As I mentioned on my home page, I spent over twenty years working in the world of academia. During that time I worked at colleges and universities (public and private, and all of them were nonprofit) until I was hired for a Director position at a for-profit institute back in 2008 that only lasted seven months (ending in April 2009). It was my only foray into the for-profit world of higher education.
After my seven months at the for-profit institute, I started a nationwide search for another student affairs/student services position that ended up spanning several years. Unfortunately, I was unable to find another job after an extensive and lengthy job search, so I am now retired from the world of academia.
Prior to my career in higher education which began in my mid-30’s when I went back to college to earn a master’s degree, I had worked since high school in clerical and secretarial positions. At the age of 21, I joined the U.S. Army so I could get the G.I. Bill and go to college when I got out.
The U.S. Army had a two-year enlistment back at that time, so I signed up and went through Basic Training, AIT (Advanced Individual Training), and I was stationed at an Army Depot in South Korea. I went from E-1 to E-4 in rank in one year, and I earned an expert badge firing the M16 (the AR-15 is the civilian counterpart to the M16). Due to my propensity to follow orders and do what I was told (and do it well), my Company Commander in South Korea called me a stract trooper. 🙂 I received an honorable discharge when I got out of the Army, and I started college on the G.I. Bill. The first two years I was in college I attended college full time during the day, and I worked full time as a supply technician at a local hospital on the 3-11 shift while earning my Associates (A.A.) degree which I received in 1979. Upon receiving my A.A. degree I was promoted to department head secretary at the hospital. and I worked the day shift full time until August 1983.

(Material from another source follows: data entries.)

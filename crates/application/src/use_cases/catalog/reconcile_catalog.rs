use servizor_domain::{
    CatalogEndpoint, CatalogService, DefinitionSet, DomainError, Endpoint, Service,
};
use std::sync::Arc;
use tracing::{info, info_span, instrument, warn, Instrument};

use crate::ports::CatalogPort;
use crate::services::ParameterResolver;

/// What a reconciliation run changed in the catalog.
#[derive(Debug, Default, Clone, PartialEq, Eq)]
pub struct ReconcileReport {
    pub services_created: usize,
    pub services_updated: usize,
    pub services_without_endpoints: usize,
    pub endpoints_created: usize,
    pub endpoints_updated: usize,
}

/// A service together with the rendered URL of each of its endpoints.
struct ServicePlan<'a> {
    service: &'a Service,
    endpoints: Vec<(&'a Endpoint, String)>,
}

/// Creates or updates every loaded service and endpoint in the catalog.
///
/// All endpoint URLs are rendered before the first catalog call, so a
/// missing parameter never leaves the catalog half-updated. Catalog failures
/// other than "not found" abort the run; changes already made are kept.
pub struct ReconcileCatalogUseCase {
    catalog: Arc<dyn CatalogPort>,
    resolver: ParameterResolver,
}

impl ReconcileCatalogUseCase {
    pub fn new(catalog: Arc<dyn CatalogPort>) -> Self {
        Self {
            catalog,
            resolver: ParameterResolver::new(),
        }
    }

    #[instrument(skip(self, defs))]
    pub async fn execute(
        &self,
        defs: &DefinitionSet,
        environment: &str,
    ) -> Result<ReconcileReport, DomainError> {
        let plans = self.plan(defs, environment)?;
        info!(environment, services = plans.len(), "Using environment settings");

        let mut report = ReconcileReport::default();
        for plan in plans {
            let span = info_span!(
                "service",
                service_type = %plan.service.service_type,
                name = %plan.service.name
            );
            self.apply(plan, &mut report).instrument(span).await?;
        }

        info!(
            services_created = report.services_created,
            services_updated = report.services_updated,
            endpoints_created = report.endpoints_created,
            endpoints_updated = report.endpoints_updated,
            "Catalog reconciled"
        );
        Ok(report)
    }

    /// Resolves parameters and renders every endpoint URL, without touching
    /// the catalog.
    fn plan<'a>(
        &self,
        defs: &'a DefinitionSet,
        environment: &str,
    ) -> Result<Vec<ServicePlan<'a>>, DomainError> {
        let env = defs.environment(environment)?;

        defs.services
            .iter()
            .map(|service| {
                let endpoints = service
                    .endpoints()
                    .iter()
                    .map(|endpoint| {
                        let url = self.resolver.render(env, service, endpoint)?;
                        Ok((endpoint, url))
                    })
                    .collect::<Result<Vec<_>, DomainError>>()?;
                Ok(ServicePlan { service, endpoints })
            })
            .collect()
    }

    async fn apply(
        &self,
        plan: ServicePlan<'_>,
        report: &mut ReconcileReport,
    ) -> Result<(), DomainError> {
        info!("--== {} ==--", plan.service);
        let remote = self.sync_service(plan.service, report).await?;

        if plan.endpoints.is_empty() {
            warn!("Service {} doesn't have endpoints", plan.service);
            report.services_without_endpoints += 1;
            return Ok(());
        }

        for (endpoint, url) in plan.endpoints {
            self.sync_endpoint(plan.service, &remote, endpoint, &url, report)
                .await?;
        }
        Ok(())
    }

    async fn sync_service(
        &self,
        service: &Service,
        report: &mut ReconcileReport,
    ) -> Result<CatalogService, DomainError> {
        let description = service.description.as_deref();

        match self.catalog.find_service(&service.service_type).await {
            Ok(existing) => {
                info!(id = %existing.id, "Updating existing service {}", service);
                let updated = self
                    .catalog
                    .update_service(&existing, &service.name, description)
                    .await?;
                report.services_updated += 1;
                Ok(updated)
            }
            Err(e) if e.is_remote_not_found() => {
                info!(
                    "Service {}/{} doesn't exist, creating it",
                    service.service_type, service.name
                );
                let created = self
                    .catalog
                    .create_service(&service.name, &service.service_type, description)
                    .await?;
                report.services_created += 1;
                Ok(created)
            }
            Err(e) => Err(e),
        }
    }

    async fn sync_endpoint(
        &self,
        service: &Service,
        remote: &CatalogService,
        endpoint: &Endpoint,
        url: &str,
        report: &mut ReconcileReport,
    ) -> Result<CatalogEndpoint, DomainError> {
        let mut existing = self
            .catalog
            .list_endpoints(&remote.id, &endpoint.region, endpoint.interface)
            .await?;

        match existing.len() {
            0 => {
                info!("Creating {} endpoint for {}", endpoint, service);
                let created = self
                    .catalog
                    .create_endpoint(&remote.id, url, endpoint.interface, &endpoint.region)
                    .await?;
                report.endpoints_created += 1;
                Ok(created)
            }
            1 => {
                let current = existing.remove(0);
                info!(
                    id = %current.id,
                    current = %current.url,
                    new = %url,
                    "Updating existing {} endpoint",
                    endpoint
                );
                let updated = self.catalog.update_endpoint(&current, url).await?;
                report.endpoints_updated += 1;
                Ok(updated)
            }
            count => Err(DomainError::AmbiguousEndpoint {
                service_type: service.service_type.to_string(),
                interface: endpoint.interface.to_string(),
                region: endpoint.region.to_string(),
                count,
            }),
        }
    }
}
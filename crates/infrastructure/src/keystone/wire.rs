//! JSON bodies exchanged with the Keystone v3 API.

use serde::{Deserialize, Serialize};
use servizor_domain::{CatalogEndpoint, CatalogService, DomainError, Interface};

// ── Authentication ────────────────────────────────────────────────────────────

#[derive(Debug, Serialize)]
pub(crate) struct AuthRequest<'a> {
    pub auth: AuthBody<'a>,
}

#[derive(Debug, Serialize)]
pub(crate) struct AuthBody<'a> {
    pub identity: Identity<'a>,
    #[serde(skip_serializing_if = "Option::is_none")]
    pub scope: Option<Scope<'a>>,
}

#[derive(Debug, Serialize)]
pub(crate) struct Identity<'a> {
    pub methods: Vec<&'static str>,
    pub password: PasswordMethod<'a>,
}

#[derive(Debug, Serialize)]
pub(crate) struct PasswordMethod<'a> {
    pub user: User<'a>,
}

#[derive(Debug, Serialize)]
pub(crate) struct User<'a> {
    #[serde(skip_serializing_if = "Option::is_none")]
    pub id: Option<&'a str>,
    #[serde(skip_serializing_if = "Option::is_none")]
    pub name: Option<&'a str>,
    #[serde(skip_serializing_if = "Option::is_none")]
    pub domain: Option<DomainRef<'a>>,
    pub password: &'a str,
}

#[derive(Debug, Serialize)]
pub(crate) struct DomainRef<'a> {
    #[serde(skip_serializing_if = "Option::is_none")]
    pub id: Option<&'a str>,
    #[serde(skip_serializing_if = "Option::is_none")]
    pub name: Option<&'a str>,
}

#[derive(Debug, Serialize)]
pub(crate) struct Scope<'a> {
    pub project: ProjectRef<'a>,
}

#[derive(Debug, Serialize)]
pub(crate) struct ProjectRef<'a> {
    #[serde(skip_serializing_if = "Option::is_none")]
    pub id: Option<&'a str>,
    #[serde(skip_serializing_if = "Option::is_none")]
    pub name: Option<&'a str>,
    #[serde(skip_serializing_if = "Option::is_none")]
    pub domain: Option<DomainRef<'a>>,
}

#[derive(Debug, Deserialize)]
pub(crate) struct TokenEnvelope {
    pub token: TokenBody,
}

#[derive(Debug, Deserialize)]
pub(crate) struct TokenBody {
    #[serde(default)]
    pub catalog: Vec<TokenCatalogEntry>,
}

#[derive(Debug, Deserialize)]
pub(crate) struct TokenCatalogEntry {
    #[serde(rename = "type")]
    pub service_type: String,
    #[serde(default)]
    pub endpoints: Vec<TokenCatalogEndpoint>,
}

#[derive(Debug, Deserialize)]
pub(crate) struct TokenCatalogEndpoint {
    pub url: String,
    pub interface: String,
    #[serde(default)]
    pub region_id: Option<String>,
    #[serde(default)]
    pub region: Option<String>,
}

// ── Services ──────────────────────────────────────────────────────────────────

#[derive(Debug, Deserialize)]
pub(crate) struct ServiceRecord {
    pub id: String,
    #[serde(default)]
    pub name: Option<String>,
    #[serde(rename = "type")]
    pub service_type: String,
    #[serde(default)]
    pub description: Option<String>,
}

#[derive(Debug, Deserialize)]
pub(crate) struct ServicesEnvelope {
    pub services: Vec<ServiceRecord>,
}

#[derive(Debug, Deserialize)]
pub(crate) struct ServiceEnvelope {
    pub service: ServiceRecord,
}

#[derive(Debug, Serialize)]
pub(crate) struct ServiceWrite<'a> {
    pub service: ServiceFields<'a>,
}

#[derive(Debug, Serialize)]
pub(crate) struct ServiceFields<'a> {
    pub name: &'a str,
    #[serde(rename = "type", skip_serializing_if = "Option::is_none")]
    pub service_type: Option<&'a str>,
    #[serde(skip_serializing_if = "Option::is_none")]
    pub description: Option<&'a str>,
    #[serde(skip_serializing_if = "Option::is_none")]
    pub enabled: Option<bool>,
}

impl From<ServiceRecord> for CatalogService {
    fn from(record: ServiceRecord) -> Self {
        Self {
            id: record.id,
            name: record.name.unwrap_or_default(),
            service_type: record.service_type,
            description: record.description,
        }
    }
}

// ── Endpoints ─────────────────────────────────────────────────────────────────

#[derive(Debug, Deserialize)]
pub(crate) struct EndpointRecord {
    pub id: String,
    pub service_id: String,
    pub url: String,
    pub interface: String,
    #[serde(default)]
    pub region_id: Option<String>,
    #[serde(default)]
    pub region: Option<String>,
}

#[derive(Debug, Deserialize)]
pub(crate) struct EndpointsEnvelope {
    pub endpoints: Vec<EndpointRecord>,
}

#[derive(Debug, Deserialize)]
pub(crate) struct EndpointEnvelope {
    pub endpoint: EndpointRecord,
}

#[derive(Debug, Serialize)]
pub(crate) struct EndpointWrite<'a> {
    pub endpoint: EndpointFields<'a>,
}

#[derive(Debug, Serialize)]
pub(crate) struct EndpointFields<'a> {
    #[serde(skip_serializing_if = "Option::is_none")]
    pub service_id: Option<&'a str>,
    pub url: &'a str,
    #[serde(skip_serializing_if = "Option::is_none")]
    pub interface: Option<&'a str>,
    #[serde(skip_serializing_if = "Option::is_none")]
    pub region_id: Option<&'a str>,
}

impl EndpointRecord {
    /// Region of the endpoint; older deployments only fill in `region`.
    pub fn region(&self) -> &str {
        self.region_id
            .as_deref()
            .or(self.region.as_deref())
            .unwrap_or_default()
    }
}

impl TryFrom<EndpointRecord> for CatalogEndpoint {
    type Error = DomainError;

    fn try_from(record: EndpointRecord) -> Result<Self, Self::Error> {
        let interface: Interface = record.interface.parse().map_err(|_| {
            DomainError::Remote(format!(
                "Endpoint {} has unknown interface {}",
                record.id, record.interface
            ))
        })?;
        let region = record.region().to_string();
        Ok(Self {
            id: record.id,
            service_id: record.service_id,
            url: record.url,
            interface,
            region,
        })
    }
}

// ── Errors ────────────────────────────────────────────────────────────────────

#[derive(Debug, Deserialize)]
pub(crate) struct ErrorEnvelope {
    pub error: ErrorBody,
}

#[derive(Debug, Deserialize)]
pub(crate) struct ErrorBody {
    #[serde(default)]
    pub message: Option<String>,
    #[serde(default)]
    pub title: Option<String>,
}
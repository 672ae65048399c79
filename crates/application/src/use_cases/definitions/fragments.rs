//! Raw shapes of the definition documents, before they become model types.

use serde::Deserialize;
use serde_yaml::{Mapping, Value};
use servizor_domain::{DomainError, Endpoint, Interface, ParameterTree, Parameters, Service, DEFAULT_REGION};
use tracing::debug;

#[derive(Debug, Deserialize)]
pub(crate) struct ServiceFragment {
    #[serde(rename = "type")]
    pub service_type: String,
    pub name: String,
    #[serde(default)]
    pub description: Option<String>,
    #[serde(default)]
    pub parameters: Option<Mapping>,
    #[serde(default)]
    pub endpoints: Vec<EndpointFragment>,
}

#[derive(Debug, Deserialize)]
pub(crate) struct EndpointFragment {
    pub url: String,
    #[serde(default)]
    pub interface: Option<String>,
    #[serde(default)]
    pub region: Option<String>,
}

/// The `service` field of an endpoints block: either a bare service type or
/// a full service fragment.
#[derive(Debug, Deserialize)]
#[serde(untagged)]
pub(crate) enum ServiceRef {
    Type(String),
    Fragment(ServiceFragment),
}

#[derive(Debug, Deserialize)]
pub(crate) struct EndpointsBlock {
    #[serde(default)]
    pub service: Option<ServiceRef>,
    #[serde(default)]
    pub entries: Vec<EndpointFragment>,
}

#[derive(Debug, Deserialize)]
pub(crate) struct EnvBlock {
    #[serde(default)]
    pub name: Option<String>,
    #[serde(default)]
    pub parameters: Option<Value>,
}

impl ServiceFragment {
    /// Splits the fragment into the service itself and its inline endpoints.
    pub fn into_parts(self) -> Result<(Service, Vec<Endpoint>), DomainError> {
        let parameters = match &self.parameters {
            Some(mapping) => flat_parameters(mapping)?,
            None => Parameters::new(),
        };
        let service = Service::new(&self.service_type, &self.name)
            .with_description(self.description.as_deref())
            .with_parameters(parameters);
        let endpoints = self
            .endpoints
            .into_iter()
            .map(EndpointFragment::into_endpoint)
            .collect::<Result<Vec<_>, _>>()?;
        Ok((service, endpoints))
    }
}

impl EndpointFragment {
    pub fn into_endpoint(self) -> Result<Endpoint, DomainError> {
        let interface = match self.interface.as_deref() {
            Some(raw) => raw.parse::<Interface>()?,
            None => Interface::default(),
        };
        let region = self.region.as_deref().unwrap_or(DEFAULT_REGION);
        Ok(Endpoint::new(&self.url, interface, region))
    }
}

/// Converts a mapping of scalars into parameters. Nested values are skipped.
pub(crate) fn flat_parameters(mapping: &Mapping) -> Result<Parameters, DomainError> {
    let mut params = Parameters::new();
    for (key, value) in mapping {
        let key = parameter_key(key)?;
        match scalar(value) {
            Some(v) => {
                params.insert(key, v);
            }
            None => debug!(key = %key, "Ignoring non-scalar service parameter"),
        }
    }
    Ok(params)
}

/// Converts environment parameters into a tree: scalars become values,
/// mappings become named children.
pub(crate) fn parameter_tree(value: &Value) -> Result<ParameterTree, DomainError> {
    let mapping = match value {
        Value::Null => return Ok(ParameterTree::new()),
        Value::Mapping(mapping) => mapping,
        other => {
            return Err(DomainError::Schema(format!(
                "Environment parameters must be a mapping, got {}",
                kind(other)
            )))
        }
    };

    let mut tree = ParameterTree::new();
    for (key, value) in mapping {
        let key = parameter_key(key)?;
        match value {
            Value::Mapping(_) => tree.insert_child(&key, parameter_tree(value)?),
            _ => match scalar(value) {
                Some(v) => tree.insert_value(&key, &v),
                None => debug!(key = %key, kind = kind(value), "Ignoring environment parameter"),
            },
        }
    }
    Ok(tree)
}

fn parameter_key(key: &Value) -> Result<String, DomainError> {
    scalar(key).ok_or_else(|| {
        DomainError::Schema(format!("Parameter keys must be scalars, got {}", kind(key)))
    })
}

fn scalar(value: &Value) -> Option<String> {
    match value {
        Value::String(s) => Some(s.clone()),
        Value::Number(n) => Some(n.to_string()),
        Value::Bool(b) => Some(b.to_string()),
        _ => None,
    }
}

pub(crate) fn kind(value: &Value) -> &'static str {
    match value {
        Value::Null => "null",
        Value::Bool(_) => "a boolean",
        Value::Number(_) => "a number",
        Value::String(_) => "a string",
        Value::Sequence(_) => "a sequence",
        Value::Mapping(_) => "a mapping",
        Value::Tagged(_) => "a tagged value",
    }
}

My mother died in March 1983 at the age of 54 from complications brought on by diabetes which she acquired in her mid-30’s after my parents divorced. I was 30 at the time, and working as a secretary at a hospital. In August 1983 I quit my job, enrolled at a state university to complete a bachelor’s (B.A.) degree which I received in May 1985. During that time I also worked as the editorial secretary for a professional journal located at that state university. I continued to work in secretarial positions until January 1990 when I went back to that same state university and I earned a master’s (M.S.) degree in Higher Education/Student Personnel Service in August 1991. It was during the that time that I had my first professional staff position (a graduate assistantship) as the Graduate Student Orientation Coordinator.
In 1992 I was awarded a one-year Doctoral Fellowship in Higher Education/Adult Education at a private university in another state for the 1992-93 academic year, and I completed all the requirements with the exception of the dissertation for a doctorate (Ed.D.) in Adult Education in 1993. I worked at colleges/universities from 1983-85, and in professional career positions from 1990-2009 when I lost that job mentioned above in April 2009.
My dad passed away one month shy of his 96th birthday in June 2019, and I wrote a blog post on my other blog titled, “A Eulogy for Dad,” on that day.